--- START ---
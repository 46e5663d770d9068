use chrono::{DateTime, Utc};
use rust_decimal::Decimal;
use serde::{Deserialize, Serialize};
use uuid::Uuid;

/// Sales-methodology stage classification
#[derive(Debug, Clone, Copy, PartialEq, Eq, Serialize, Deserialize)]
#[serde(rename_all = "snake_case")]
pub enum StageType {
    Awareness,
    Interest,
    Consideration,
    Evaluation,
    Decision,
    ClosedWon,
    ClosedLost,
}

impl StageType {
    pub fn as_str(&self) -> &'static str {
        match self {
            StageType::Awareness => "awareness",
            StageType::Interest => "interest",
            StageType::Consideration => "consideration",
            StageType::Evaluation => "evaluation",
            StageType::Decision => "decision",
            StageType::ClosedWon => "closed_won",
            StageType::ClosedLost => "closed_lost",
        }
    }

    pub fn is_terminal(&self) -> bool {
        matches!(self, StageType::ClosedWon | StageType::ClosedLost)
    }
}

impl TryFrom<&str> for StageType {
    type Error = String;

    fn try_from(s: &str) -> Result<Self, Self::Error> {
        match s {
            "awareness" => Ok(StageType::Awareness),
            "interest" => Ok(StageType::Interest),
            "consideration" => Ok(StageType::Consideration),
            "evaluation" => Ok(StageType::Evaluation),
            "decision" => Ok(StageType::Decision),
            "closed_won" => Ok(StageType::ClosedWon),
            "closed_lost" => Ok(StageType::ClosedLost),
            other => Err(format!("unknown stage type: {other}")),
        }
    }
}

/// Sales pipeline a routed lead lives in
#[derive(Debug, Clone, Serialize, Deserialize)]
pub struct Pipeline {
    pub id: Uuid,
    pub slug: String,
    pub name: String,
    pub sales_cycle_days: i32,
    pub is_default: bool,
    pub created_at: DateTime<Utc>,
}

/// Ordered stage within a pipeline. Positions are unique and dense.
#[derive(Debug, Clone, Serialize, Deserialize)]
pub struct PipelineStage {
    pub id: Uuid,
    pub pipeline_id: Uuid,
    pub slug: String,
    pub name: String,
    pub position: i32,
    pub stage_type: StageType,
    /// Automation rule ids to evaluate for deals entering this stage
    #[serde(default)]
    pub automation_rule_ids: Vec<Uuid>,
}

#[derive(Debug, Clone, Copy, PartialEq, Eq, Serialize, Deserialize)]
#[serde(rename_all = "snake_case")]
pub enum DealStatus {
    Open,
    Won,
    Lost,
}

impl DealStatus {
    pub fn as_str(&self) -> &'static str {
        match self {
            DealStatus::Open => "open",
            DealStatus::Won => "won",
            DealStatus::Lost => "lost",
        }
    }

    pub fn is_terminal(&self) -> bool {
        !matches!(self, DealStatus::Open)
    }
}

impl TryFrom<&str> for DealStatus {
    type Error = String;

    fn try_from(s: &str) -> Result<Self, Self::Error> {
        match s {
            "open" => Ok(DealStatus::Open),
            "won" => Ok(DealStatus::Won),
            "lost" => Ok(DealStatus::Lost),
            other => Err(format!("unknown deal status: {other}")),
        }
    }
}

/// Lead x pipeline pair representing an active sales opportunity.
/// Unique per (lead_id, pipeline_id).
#[derive(Debug, Clone, Serialize, Deserialize)]
pub struct Deal {
    pub id: Uuid,
    pub lead_id: Uuid,
    pub pipeline_id: Uuid,
    pub stage_id: Uuid,
    pub name: String,
    pub value: Option<Decimal>,
    pub currency: String,
    pub status: DealStatus,
    pub stage_entered_at: DateTime<Utc>,
    pub assigned_to: Option<Uuid>,
    pub assigned_region: Option<String>,
    pub moco_offer_id: Option<String>,
    pub moco_invoice_id: Option<String>,
    pub created_at: DateTime<Utc>,
    pub updated_at: DateTime<Utc>,
}

/// Deal name shown to sales: "{first} {last} — {pipeline}"
pub fn deal_name(lead_display_name: &str, pipeline_name: &str) -> String {
    format!("{lead_display_name} — {pipeline_name}")
}

#[cfg(test)]
mod tests {
    use super::*;

    #[test]
    fn test_stage_type_terminality() {
        assert!(StageType::ClosedWon.is_terminal());
        assert!(StageType::ClosedLost.is_terminal());
        assert!(!StageType::Awareness.is_terminal());
    }

    #[test]
    fn test_deal_name_format() {
        assert_eq!(
            deal_name("Ada Lovelace", "Research Lab"),
            "Ada Lovelace — Research Lab"
        );
    }

    #[test]
    fn test_deal_status_round_trip() {
        for status in [DealStatus::Open, DealStatus::Won, DealStatus::Lost] {
            assert_eq!(DealStatus::try_from(status.as_str()).unwrap(), status);
        }
    }
}
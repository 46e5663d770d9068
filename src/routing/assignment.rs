//! Owner assignment strategy resolution

use crate::domain::team::OwnerAssignment;
use crate::domain::{AssignmentStrategy, Role};

/// Who the router should notify after the routing transaction
#[derive(Debug, Clone, Copy, PartialEq, Eq)]
pub enum AssignmentNotify {
    /// Assignment handled automatically; notify only on capacity miss
    None,
    /// A human must pick an owner
    AssignmentNeeded,
    /// Marketing manager channel, no assignment attempted
    MarketingManager,
}

/// Concrete plan derived from the per-intent assignment policy
#[derive(Debug, Clone, Copy, PartialEq, Eq)]
pub struct AssignmentPlan {
    /// Role to auto-assign inside the routing transaction, when any
    pub role: Option<Role>,
    pub region_aware: bool,
    pub notify: AssignmentNotify,
}

/// Translate a policy into what the routing transaction should do.
/// `capacity_based` currently shares the round-robin mechanics: least
/// loaded active member under `max_leads`, ties broken by least recent
/// assignment.
pub fn plan_for(policy: OwnerAssignment) -> AssignmentPlan {
    match policy.strategy {
        AssignmentStrategy::RoundRobin | AssignmentStrategy::CapacityBased => AssignmentPlan {
            role: Some(policy.role),
            region_aware: policy.region_aware,
            notify: AssignmentNotify::None,
        },
        AssignmentStrategy::Manual => AssignmentPlan {
            role: None,
            region_aware: false,
            notify: AssignmentNotify::AssignmentNeeded,
        },
        AssignmentStrategy::NotifyOnly => AssignmentPlan {
            role: None,
            region_aware: false,
            notify: AssignmentNotify::MarketingManager,
        },
    }
}

/// Sales region for an organization country code. Members without a
/// region stay eligible everywhere.
pub fn region_for_country(country: Option<&str>) -> Option<String> {
    let country = country?.to_ascii_uppercase();
    let region = match country.as_str() {
        "DE" | "AT" | "CH" => "dach",
        "US" | "CA" | "MX" => "amer",
        "GB" | "FR" | "NL" | "BE" | "DK" | "SE" | "NO" | "FI" | "ES" | "IT" | "PL" | "IE" => {
            "emea"
        }
        _ => return None,
    };
    Some(region.to_string())
}

#[cfg(test)]
mod tests {
    use super::*;
    use crate::domain::Intent;

    #[test]
    fn test_round_robin_assigns_role() {
        let plan = plan_for(OwnerAssignment::for_intent(Intent::Research));
        assert_eq!(plan.role, Some(Role::Bdr));
        assert_eq!(plan.notify, AssignmentNotify::None);
        assert!(plan.region_aware);
    }

    #[test]
    fn test_manual_strategy_defers_to_humans() {
        let plan = plan_for(OwnerAssignment::for_intent(Intent::CoCreation));
        assert_eq!(plan.role, None);
        assert_eq!(plan.notify, AssignmentNotify::AssignmentNeeded);
    }

    #[test]
    fn test_region_mapping() {
        assert_eq!(region_for_country(Some("de")).as_deref(), Some("dach"));
        assert_eq!(region_for_country(Some("US")).as_deref(), Some("amer"));
        assert_eq!(region_for_country(Some("FR")).as_deref(), Some("emea"));
        assert_eq!(region_for_country(Some("JP")), None);
        assert_eq!(region_for_country(None), None);
    }
}
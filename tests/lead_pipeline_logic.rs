//! Scenario-level tests for the pipeline decision logic: the seed rule
//! catalog against the canonical lead journeys, intent confidence math,
//! the routing ladder and queue coalescing.

use chrono::{Duration, TimeZone, Utc};
use serde_json::json;
use uuid::Uuid;

use leadflow::config::RoutingConfig;
use leadflow::domain::lead::Attribution;
use leadflow::domain::{
    EventCategory, Intent, IntentSummary, Lead, LeadStatus, LifecycleStage, MarketingEvent,
    RoutingStatus, RuleType, ScoreCategory, Scores, ScoringRule,
};
use leadflow::intent::compute_confidence;
use leadflow::queue::{Job, JobPayload, JobQueues, QueueName, RoutingTrigger};
use leadflow::routing::{decide, RoutingDecision};
use leadflow::rules::RuleCondition;
use leadflow::scoring::matching_rules;

fn lead(email: &str) -> Lead {
    Lead {
        id: Uuid::new_v4(),
        email: email.to_string(),
        placeholder_email: false,
        portal_id: None,
        linkedin_url: None,
        waalaxy_id: None,
        lemlist_id: None,
        first_name: None,
        last_name: None,
        phone: None,
        job_title: None,
        organization_id: None,
        status: LeadStatus::New,
        lifecycle_stage: LifecycleStage::Lead,
        scores: Scores::default(),
        pipeline_id: None,
        routing_status: RoutingStatus::Unrouted,
        routed_at: None,
        primary_intent: None,
        intent_confidence: 0,
        intent_summary: IntentSummary::new(),
        attribution: Attribution::default(),
        gdpr_consent_at: None,
        gdpr_consent_source: None,
        deletion_requested_at: None,
        created_at: Utc::now(),
        updated_at: Utc::now(),
        last_activity_at: None,
    }
}

fn event(lead_id: Uuid, event_type: &str, metadata: serde_json::Value) -> MarketingEvent {
    MarketingEvent {
        id: Uuid::new_v4(),
        lead_id,
        event_type: event_type.to_string(),
        event_category: EventCategory::Web,
        source: "website".to_string(),
        occurred_at: Utc.with_ymd_and_hms(2026, 1, 21, 12, 10, 0).unwrap(),
        metadata: metadata.as_object().cloned().unwrap_or_default(),
        correlation_id: None,
        campaign_id: None,
        utm_source: None,
        utm_medium: None,
        utm_campaign: None,
        score_points: None,
        score_category: None,
        processed_at: None,
        created_at: Utc::now(),
    }
}

fn scoring_rule(
    slug: &str,
    category: ScoreCategory,
    rule_type: RuleType,
    conditions: serde_json::Value,
    points: i32,
    max_per_lead: Option<i32>,
) -> ScoringRule {
    ScoringRule {
        id: Uuid::new_v4(),
        slug: slug.to_string(),
        name: slug.to_string(),
        category,
        rule_type,
        conditions: serde_json::from_value::<RuleCondition>(conditions).unwrap(),
        points,
        max_per_day: None,
        max_per_lead,
        decay_days: None,
        priority: 50,
        is_active: true,
        version: 1,
        created_at: Utc::now(),
        updated_at: Utc::now(),
    }
}

/// The seeded scoring catalog, as configured in the default migration
fn seed_scoring_rules() -> Vec<ScoringRule> {
    vec![
        scoring_rule(
            "pricing-page-visit",
            ScoreCategory::Behavior,
            RuleType::Event,
            json!({"type": "event", "event_type": "page_visited",
                   "metadata": {"page": {"contains": "/pricing"}}}),
            10,
            None,
        ),
        scoring_rule(
            "partnerships-page-visit",
            ScoreCategory::Behavior,
            RuleType::Event,
            json!({"type": "event", "event_type": "page_visited",
                   "metadata": {"page": {"contains": "/partnerships"}}}),
            10,
            None,
        ),
        scoring_rule(
            "enterprise-page-visit",
            ScoreCategory::Behavior,
            RuleType::Event,
            json!({"type": "event", "event_type": "page_visited",
                   "metadata": {"page": {"contains": "/enterprise"}}}),
            10,
            None,
        ),
        scoring_rule(
            "sample-report-download",
            ScoreCategory::Behavior,
            RuleType::Event,
            json!({"type": "event", "event_type": "sample_report_downloaded"}),
            15,
            None,
        ),
        scoring_rule(
            "roi-calculator-low-volume",
            ScoreCategory::Behavior,
            RuleType::Event,
            json!({"type": "event", "event_type": "roi_calculator_submitted",
                   "metadata": {"samples_per_month": {"lt": 100}}}),
            20,
            None,
        ),
        scoring_rule(
            "roi-calculator-high-volume",
            ScoreCategory::Behavior,
            RuleType::Event,
            json!({"type": "event", "event_type": "roi_calculator_submitted",
                   "metadata": {"samples_per_month": {"gte": 100}}}),
            30,
            None,
        ),
        scoring_rule(
            "demo-requested",
            ScoreCategory::Behavior,
            RuleType::Event,
            json!({"type": "event", "event_type": "demo_requested"}),
            25,
            None,
        ),
        scoring_rule(
            "academic-email-domain",
            ScoreCategory::Demographic,
            RuleType::Field,
            json!({"type": "field", "field": "lead.email", "operator": "pattern",
                   "value": "@(.*\\.)?(edu|uni-[a-z0-9-]+\\.de|ac\\.[a-z]{2})$"}),
            15,
            Some(1),
        ),
    ]
}

/// Intent catalog as seeded; (intent, condition, points)
fn seed_intent_rules() -> Vec<(Intent, RuleCondition, i64)> {
    let raw = vec![
        (
            Intent::Research,
            json!({"type": "field", "field": "lead.email", "operator": "pattern",
                   "value": "@(.*\\.)?(edu|uni-[a-z0-9-]+\\.de|ac\\.[a-z]{2})$"}),
            30,
        ),
        (
            Intent::Research,
            json!({"type": "event", "event_type": "sample_report_downloaded"}),
            20,
        ),
        (
            Intent::Research,
            json!({"type": "event", "event_type": "roi_calculator_submitted",
                   "metadata": {"samples_per_month": {"lt": 100}}}),
            15,
        ),
        (
            Intent::B2b,
            json!({"type": "event", "event_type": "roi_calculator_submitted",
                   "metadata": {"samples_per_month": {"gte": 100}}}),
            25,
        ),
        (
            Intent::B2b,
            json!({"type": "event", "event_type": "roi_calculator_submitted",
                   "metadata": {"samples_per_month": {"gte": 500}}}),
            35,
        ),
        (
            Intent::B2b,
            json!({"type": "event", "event_type": "page_visited",
                   "metadata": {"page": {"contains": "/enterprise"}}}),
            30,
        ),
        (
            Intent::B2b,
            json!({"type": "event", "event_type": "demo_requested"}),
            20,
        ),
        (
            Intent::CoCreation,
            json!({"type": "event", "event_type": "page_visited",
                   "metadata": {"page": {"contains": "/partnerships"}}}),
            40,
        ),
    ];
    raw.into_iter()
        .map(|(intent, condition, points)| {
            (
                intent,
                serde_json::from_value::<RuleCondition>(condition).unwrap(),
                points,
            )
        })
        .collect()
}

/// Replay events over the catalogs the way the engines do: scoring
/// honors `max_per_lead`; intent rules fire once per lead and rule.
fn replay(lead: &Lead, events: &[MarketingEvent]) -> (i32, IntentSummary) {
    let scoring = seed_scoring_rules();
    let intents = seed_intent_rules();

    let mut total = 0i32;
    let mut scoring_hits: std::collections::HashMap<String, i32> = Default::default();
    let mut summary = IntentSummary::new();
    let mut fired: std::collections::HashSet<usize> = Default::default();

    for event in events {
        for rule in matching_rules(&scoring, event, lead, None) {
            let hits = scoring_hits.entry(rule.slug.clone()).or_insert(0);
            if let Some(cap) = rule.max_per_lead {
                if *hits >= cap {
                    continue;
                }
            }
            *hits += 1;
            total += rule.points;
        }
        for (index, (intent, condition, points)) in intents.iter().enumerate() {
            if !condition.matches_event(event, lead, None) {
                continue;
            }
            if !fired.insert(index) {
                continue;
            }
            *summary.entry(intent.as_str().to_string()).or_insert(0) += points;
        }
    }
    (total, summary)
}

#[test]
fn academic_research_path_routes_to_research_lab() {
    let lead = lead("professor@uni-freiburg.de");
    let events = vec![
        event(lead.id, "page_visited", json!({"page": "/pricing/16s"})),
        event(lead.id, "sample_report_downloaded", json!({})),
        event(
            lead.id,
            "roi_calculator_submitted",
            json!({"samples_per_month": 40}),
        ),
    ];
    let (total, summary) = replay(&lead, &events);

    // pricing +10, report +15, roi-low +20, academic domain +15
    assert!(total >= 40, "total {total} should reach the routing gate");
    assert_eq!(total, 60);

    let calc = compute_confidence(&summary, 15, 60);
    assert_eq!(calc.primary, Some(Intent::Research));
    assert!(calc.confidence >= 60);
    assert!(calc.routable);

    let mut scored = lead.clone();
    scored.scores.behavior = total;
    let decision = decide(&scored, &calc, &RoutingConfig::default(), Utc::now());
    assert_eq!(decision, RoutingDecision::Route(Intent::Research));
    assert_eq!(Intent::Research.pipeline_slug(), "research-lab");
}

#[test]
fn b2b_high_volume_path_routes_to_lab_enablement() {
    let lead = lead("director@biotech-corp.com");
    let events = vec![
        event(lead.id, "page_visited", json!({"page": "/enterprise"})),
        event(
            lead.id,
            "roi_calculator_submitted",
            json!({"samples_per_month": 500}),
        ),
        event(lead.id, "demo_requested", json!({})),
    ];
    let (total, summary) = replay(&lead, &events);

    // enterprise +10, roi-high +30, demo +25
    assert_eq!(total, 65);
    let calc = compute_confidence(&summary, 15, 60);
    assert_eq!(calc.primary, Some(Intent::B2b));
    assert!(calc.routable);

    let mut scored = lead.clone();
    scored.scores.behavior = total;
    let decision = decide(&scored, &calc, &RoutingConfig::default(), Utc::now());
    assert_eq!(decision, RoutingDecision::Route(Intent::B2b));
    assert_eq!(Intent::B2b.pipeline_slug(), "b2b-lab-enablement");
}

#[test]
fn intent_conflict_goes_to_manual_review() {
    let lead = lead("head@uni-heidelberg.de");
    let events = vec![
        event(lead.id, "page_visited", json!({"page": "/partnerships"})),
        event(
            lead.id,
            "roi_calculator_submitted",
            json!({"samples_per_month": 200}),
        ),
    ];
    let (total, summary) = replay(&lead, &events);

    // Academic domain fires research +30; partnerships +40 co_creation;
    // roi 200 gives b2b +25. Primary and secondary sit within margin 15.
    assert_eq!(summary.get("research"), Some(&30));
    assert_eq!(summary.get("co_creation"), Some(&40));
    assert_eq!(summary.get("b2b"), Some(&25));

    let calc = compute_confidence(&summary, 15, 60);
    assert!(calc.conflict);
    assert!(!calc.routable);

    let mut scored = lead.clone();
    scored.scores.behavior = total;
    assert!(scored.total_score() >= 40);
    let decision = decide(&scored, &calc, &RoutingConfig::default(), Utc::now());
    assert_eq!(decision, RoutingDecision::Conflict);
}

#[test]
fn stale_pool_lead_escalates_as_stuck() {
    let mut lead = lead("quiet@lab.example");
    lead.created_at = Utc::now() - Duration::days(15);
    lead.scores.behavior = 50;

    // Confidence 45-ish without conflict: research leads, margin met
    let mut summary = IntentSummary::new();
    summary.insert("research".to_string(), 35);
    summary.insert("b2b".to_string(), 20);
    summary.insert("co_creation".to_string(), 20);
    let calc = compute_confidence(&summary, 15, 60);
    assert!(!calc.routable);
    assert!(!calc.conflict);

    let decision = decide(&lead, &calc, &RoutingConfig::default(), Utc::now());
    assert!(matches!(decision, RoutingDecision::Stuck { days_in_pool: 15 }));
}

#[test]
fn routing_jobs_coalesce_per_lead() {
    let queues = JobQueues::new();
    let lead_id = Uuid::new_v4();
    let payload = || JobPayload::EvaluateRouting {
        lead_id,
        trigger: RoutingTrigger::EventProcessed,
    };

    // Two events for the same lead produce one pending routing job
    assert!(queues
        .enqueue(QueueName::Routing, Job::routing_job_id(lead_id), payload())
        .unwrap());
    assert!(!queues
        .enqueue(QueueName::Routing, Job::routing_job_id(lead_id), payload())
        .unwrap());

    // A different lead is unaffected
    let other = Uuid::new_v4();
    assert!(queues
        .enqueue(
            QueueName::Routing,
            Job::routing_job_id(other),
            JobPayload::EvaluateRouting {
                lead_id: other,
                trigger: RoutingTrigger::EventProcessed,
            }
        )
        .unwrap());
    assert_eq!(queues.depth(QueueName::Routing), 2);
}

#[test]
fn scoring_is_commutative_over_event_order() {
    let lead = lead("professor@uni-freiburg.de");
    let forward = vec![
        event(lead.id, "page_visited", json!({"page": "/pricing/16s"})),
        event(lead.id, "sample_report_downloaded", json!({})),
        event(
            lead.id,
            "roi_calculator_submitted",
            json!({"samples_per_month": 40}),
        ),
    ];
    let mut reversed = forward.clone();
    reversed.reverse();

    let (total_forward, summary_forward) = replay(&lead, &forward);
    let (total_reversed, summary_reversed) = replay(&lead, &reversed);
    assert_eq!(total_forward, total_reversed);
    assert_eq!(summary_forward, summary_reversed);
}

#[test]
fn boundary_totals_cross_tiers_exactly() {
    use leadflow::domain::ScoreTier;
    assert_eq!(ScoreTier::crossed(39, 40), Some(ScoreTier::Warm));
    assert_eq!(ScoreTier::crossed(79, 80), Some(ScoreTier::Hot));
    assert_eq!(ScoreTier::crossed(119, 120), Some(ScoreTier::VeryHot));
    assert_eq!(ScoreTier::crossed(40, 41), None);
    assert_eq!(ScoreTier::crossed(120, 119), None);
}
--- END ---
### What is required
Would you please copy each line of the listing that contains the word "EventProcessed"?

### Output of the task
        trigger: RoutingTrigger::EventProcessed,
                trigger: RoutingTrigger::EventProcessed,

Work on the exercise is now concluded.